## GOAL OF THE EXERCISE
The answer must consist of every line in the records below that contains the string "SomeVariable".

[Saved entries]

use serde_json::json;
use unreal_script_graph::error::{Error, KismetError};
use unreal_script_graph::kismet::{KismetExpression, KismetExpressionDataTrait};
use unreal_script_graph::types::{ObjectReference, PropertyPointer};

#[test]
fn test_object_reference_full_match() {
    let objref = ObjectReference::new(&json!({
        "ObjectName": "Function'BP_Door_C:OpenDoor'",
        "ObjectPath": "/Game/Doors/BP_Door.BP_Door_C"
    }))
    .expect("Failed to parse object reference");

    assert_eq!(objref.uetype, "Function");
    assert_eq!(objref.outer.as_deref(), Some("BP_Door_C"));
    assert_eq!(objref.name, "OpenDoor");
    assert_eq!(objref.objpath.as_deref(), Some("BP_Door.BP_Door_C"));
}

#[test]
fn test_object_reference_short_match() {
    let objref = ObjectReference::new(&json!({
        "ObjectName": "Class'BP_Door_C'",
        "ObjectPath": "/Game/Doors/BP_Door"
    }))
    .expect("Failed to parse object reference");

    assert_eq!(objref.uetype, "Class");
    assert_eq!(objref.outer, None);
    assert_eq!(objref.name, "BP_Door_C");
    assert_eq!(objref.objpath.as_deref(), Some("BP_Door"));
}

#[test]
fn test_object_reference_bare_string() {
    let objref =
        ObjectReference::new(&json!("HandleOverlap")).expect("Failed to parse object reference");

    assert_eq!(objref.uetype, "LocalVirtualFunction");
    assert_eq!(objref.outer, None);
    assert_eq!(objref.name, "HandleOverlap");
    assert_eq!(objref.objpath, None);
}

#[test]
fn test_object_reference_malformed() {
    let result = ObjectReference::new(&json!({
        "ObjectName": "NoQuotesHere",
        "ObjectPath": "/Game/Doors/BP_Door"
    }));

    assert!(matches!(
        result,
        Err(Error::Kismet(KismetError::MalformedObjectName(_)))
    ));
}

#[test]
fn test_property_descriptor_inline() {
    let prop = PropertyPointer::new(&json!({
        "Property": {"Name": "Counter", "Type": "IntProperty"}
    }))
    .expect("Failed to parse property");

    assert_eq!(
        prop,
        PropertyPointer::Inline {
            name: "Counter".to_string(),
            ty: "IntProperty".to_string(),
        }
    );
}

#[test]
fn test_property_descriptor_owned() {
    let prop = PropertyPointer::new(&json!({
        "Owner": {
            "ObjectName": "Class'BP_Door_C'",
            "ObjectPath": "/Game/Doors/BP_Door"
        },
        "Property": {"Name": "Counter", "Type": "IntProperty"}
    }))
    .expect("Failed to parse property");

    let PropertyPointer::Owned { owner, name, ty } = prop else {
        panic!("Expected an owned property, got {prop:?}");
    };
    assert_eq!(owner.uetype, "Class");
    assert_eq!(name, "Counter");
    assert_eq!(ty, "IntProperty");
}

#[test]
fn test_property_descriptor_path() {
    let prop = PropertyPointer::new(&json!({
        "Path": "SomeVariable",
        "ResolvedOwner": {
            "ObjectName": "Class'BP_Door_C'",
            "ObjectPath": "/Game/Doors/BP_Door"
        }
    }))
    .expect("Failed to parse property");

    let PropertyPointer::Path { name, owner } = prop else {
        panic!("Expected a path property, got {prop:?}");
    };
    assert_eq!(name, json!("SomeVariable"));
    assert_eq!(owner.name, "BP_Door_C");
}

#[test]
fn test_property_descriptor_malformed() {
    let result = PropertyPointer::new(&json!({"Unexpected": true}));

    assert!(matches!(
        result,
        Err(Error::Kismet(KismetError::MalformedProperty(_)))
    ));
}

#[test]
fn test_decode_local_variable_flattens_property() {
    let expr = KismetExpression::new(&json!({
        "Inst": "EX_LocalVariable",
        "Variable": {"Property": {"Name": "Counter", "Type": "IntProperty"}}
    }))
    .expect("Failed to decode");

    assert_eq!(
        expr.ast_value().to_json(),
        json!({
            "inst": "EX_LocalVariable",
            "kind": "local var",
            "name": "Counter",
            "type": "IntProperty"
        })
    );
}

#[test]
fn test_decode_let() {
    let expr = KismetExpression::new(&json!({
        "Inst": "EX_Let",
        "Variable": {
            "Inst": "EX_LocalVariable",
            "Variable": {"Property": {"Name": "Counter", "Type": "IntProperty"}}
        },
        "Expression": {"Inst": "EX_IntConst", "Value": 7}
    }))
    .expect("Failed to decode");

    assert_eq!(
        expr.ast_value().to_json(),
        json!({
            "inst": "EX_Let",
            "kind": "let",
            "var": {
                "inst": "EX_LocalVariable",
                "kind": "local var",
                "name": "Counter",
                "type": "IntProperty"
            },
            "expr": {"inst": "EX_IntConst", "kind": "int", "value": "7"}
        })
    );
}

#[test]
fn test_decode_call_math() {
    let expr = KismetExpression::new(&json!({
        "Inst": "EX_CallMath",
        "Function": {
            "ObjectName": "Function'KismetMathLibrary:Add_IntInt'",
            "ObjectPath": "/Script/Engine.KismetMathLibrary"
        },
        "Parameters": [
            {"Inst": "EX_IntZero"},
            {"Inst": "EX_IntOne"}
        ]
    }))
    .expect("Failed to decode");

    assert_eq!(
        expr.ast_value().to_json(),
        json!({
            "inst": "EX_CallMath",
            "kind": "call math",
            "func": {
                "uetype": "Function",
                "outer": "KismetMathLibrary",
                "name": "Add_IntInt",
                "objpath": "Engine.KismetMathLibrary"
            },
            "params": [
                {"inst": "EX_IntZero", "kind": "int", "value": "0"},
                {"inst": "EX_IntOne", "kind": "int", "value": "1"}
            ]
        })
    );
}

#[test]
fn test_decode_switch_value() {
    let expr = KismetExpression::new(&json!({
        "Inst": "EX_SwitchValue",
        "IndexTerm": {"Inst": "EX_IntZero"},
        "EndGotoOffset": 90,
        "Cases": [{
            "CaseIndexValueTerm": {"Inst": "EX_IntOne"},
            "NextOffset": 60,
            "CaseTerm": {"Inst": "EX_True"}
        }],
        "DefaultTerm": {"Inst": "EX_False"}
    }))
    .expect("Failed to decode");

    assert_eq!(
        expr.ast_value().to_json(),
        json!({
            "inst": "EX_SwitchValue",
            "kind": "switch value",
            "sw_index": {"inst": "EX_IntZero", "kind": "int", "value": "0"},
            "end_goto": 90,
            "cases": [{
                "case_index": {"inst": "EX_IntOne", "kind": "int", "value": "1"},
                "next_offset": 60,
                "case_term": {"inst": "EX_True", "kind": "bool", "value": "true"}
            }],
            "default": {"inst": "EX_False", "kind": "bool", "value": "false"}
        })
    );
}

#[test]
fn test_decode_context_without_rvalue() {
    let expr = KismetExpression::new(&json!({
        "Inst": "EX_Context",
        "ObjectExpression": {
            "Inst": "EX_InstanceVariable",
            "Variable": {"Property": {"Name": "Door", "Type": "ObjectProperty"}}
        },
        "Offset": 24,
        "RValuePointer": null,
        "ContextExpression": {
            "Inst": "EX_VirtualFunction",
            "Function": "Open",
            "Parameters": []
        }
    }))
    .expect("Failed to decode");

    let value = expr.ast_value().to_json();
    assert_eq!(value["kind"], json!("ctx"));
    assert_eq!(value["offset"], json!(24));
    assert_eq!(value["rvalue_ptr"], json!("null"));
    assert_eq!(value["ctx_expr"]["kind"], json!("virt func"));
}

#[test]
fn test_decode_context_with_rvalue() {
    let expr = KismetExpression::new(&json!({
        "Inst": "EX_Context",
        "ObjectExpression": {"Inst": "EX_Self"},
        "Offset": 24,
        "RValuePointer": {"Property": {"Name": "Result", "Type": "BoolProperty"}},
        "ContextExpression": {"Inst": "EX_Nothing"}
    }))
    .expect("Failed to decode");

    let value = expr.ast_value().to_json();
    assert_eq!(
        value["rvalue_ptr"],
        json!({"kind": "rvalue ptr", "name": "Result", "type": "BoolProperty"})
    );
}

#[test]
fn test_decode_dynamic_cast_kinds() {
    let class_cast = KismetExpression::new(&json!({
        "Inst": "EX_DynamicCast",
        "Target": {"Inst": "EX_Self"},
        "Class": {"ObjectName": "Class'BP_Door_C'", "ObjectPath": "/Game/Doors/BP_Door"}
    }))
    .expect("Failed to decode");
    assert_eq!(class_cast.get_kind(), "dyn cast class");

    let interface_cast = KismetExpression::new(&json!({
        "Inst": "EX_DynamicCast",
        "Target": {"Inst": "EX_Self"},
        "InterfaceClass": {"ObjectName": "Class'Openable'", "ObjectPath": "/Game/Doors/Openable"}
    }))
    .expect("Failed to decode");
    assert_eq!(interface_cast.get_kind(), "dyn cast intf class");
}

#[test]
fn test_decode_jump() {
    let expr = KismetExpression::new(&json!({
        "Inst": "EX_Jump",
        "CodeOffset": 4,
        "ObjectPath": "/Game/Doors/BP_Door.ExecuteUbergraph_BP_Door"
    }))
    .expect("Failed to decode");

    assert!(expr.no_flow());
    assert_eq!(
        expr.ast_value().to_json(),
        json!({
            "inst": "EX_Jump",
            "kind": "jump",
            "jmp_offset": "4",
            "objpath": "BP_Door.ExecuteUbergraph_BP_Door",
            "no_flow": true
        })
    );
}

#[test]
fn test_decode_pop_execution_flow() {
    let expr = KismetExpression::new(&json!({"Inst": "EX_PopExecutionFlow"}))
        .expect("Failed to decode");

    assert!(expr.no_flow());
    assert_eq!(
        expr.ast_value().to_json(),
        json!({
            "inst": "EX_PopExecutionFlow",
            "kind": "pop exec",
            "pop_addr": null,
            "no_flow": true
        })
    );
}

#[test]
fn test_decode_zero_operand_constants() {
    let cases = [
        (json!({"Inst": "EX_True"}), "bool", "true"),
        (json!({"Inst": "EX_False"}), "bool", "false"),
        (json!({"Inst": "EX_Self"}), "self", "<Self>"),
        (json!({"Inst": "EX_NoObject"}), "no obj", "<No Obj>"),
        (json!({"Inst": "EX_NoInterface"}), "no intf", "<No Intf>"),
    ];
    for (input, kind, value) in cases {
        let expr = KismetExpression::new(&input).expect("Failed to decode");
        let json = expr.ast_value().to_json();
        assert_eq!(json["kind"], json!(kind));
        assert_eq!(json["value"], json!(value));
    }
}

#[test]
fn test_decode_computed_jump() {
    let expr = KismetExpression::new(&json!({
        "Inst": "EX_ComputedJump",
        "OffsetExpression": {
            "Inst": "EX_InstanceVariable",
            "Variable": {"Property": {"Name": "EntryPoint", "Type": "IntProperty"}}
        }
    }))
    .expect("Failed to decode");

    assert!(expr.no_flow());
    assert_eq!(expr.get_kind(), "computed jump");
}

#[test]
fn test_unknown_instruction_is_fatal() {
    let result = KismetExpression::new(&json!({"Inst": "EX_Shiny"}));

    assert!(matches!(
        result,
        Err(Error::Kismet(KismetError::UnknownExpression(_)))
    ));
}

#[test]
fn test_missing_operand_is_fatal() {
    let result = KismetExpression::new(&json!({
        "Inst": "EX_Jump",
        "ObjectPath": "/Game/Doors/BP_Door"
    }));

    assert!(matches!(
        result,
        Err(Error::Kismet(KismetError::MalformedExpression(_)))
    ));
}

## SOLUTION BELOW
        "Path": "SomeVariable",
    assert_eq!(name, json!("SomeVariable"));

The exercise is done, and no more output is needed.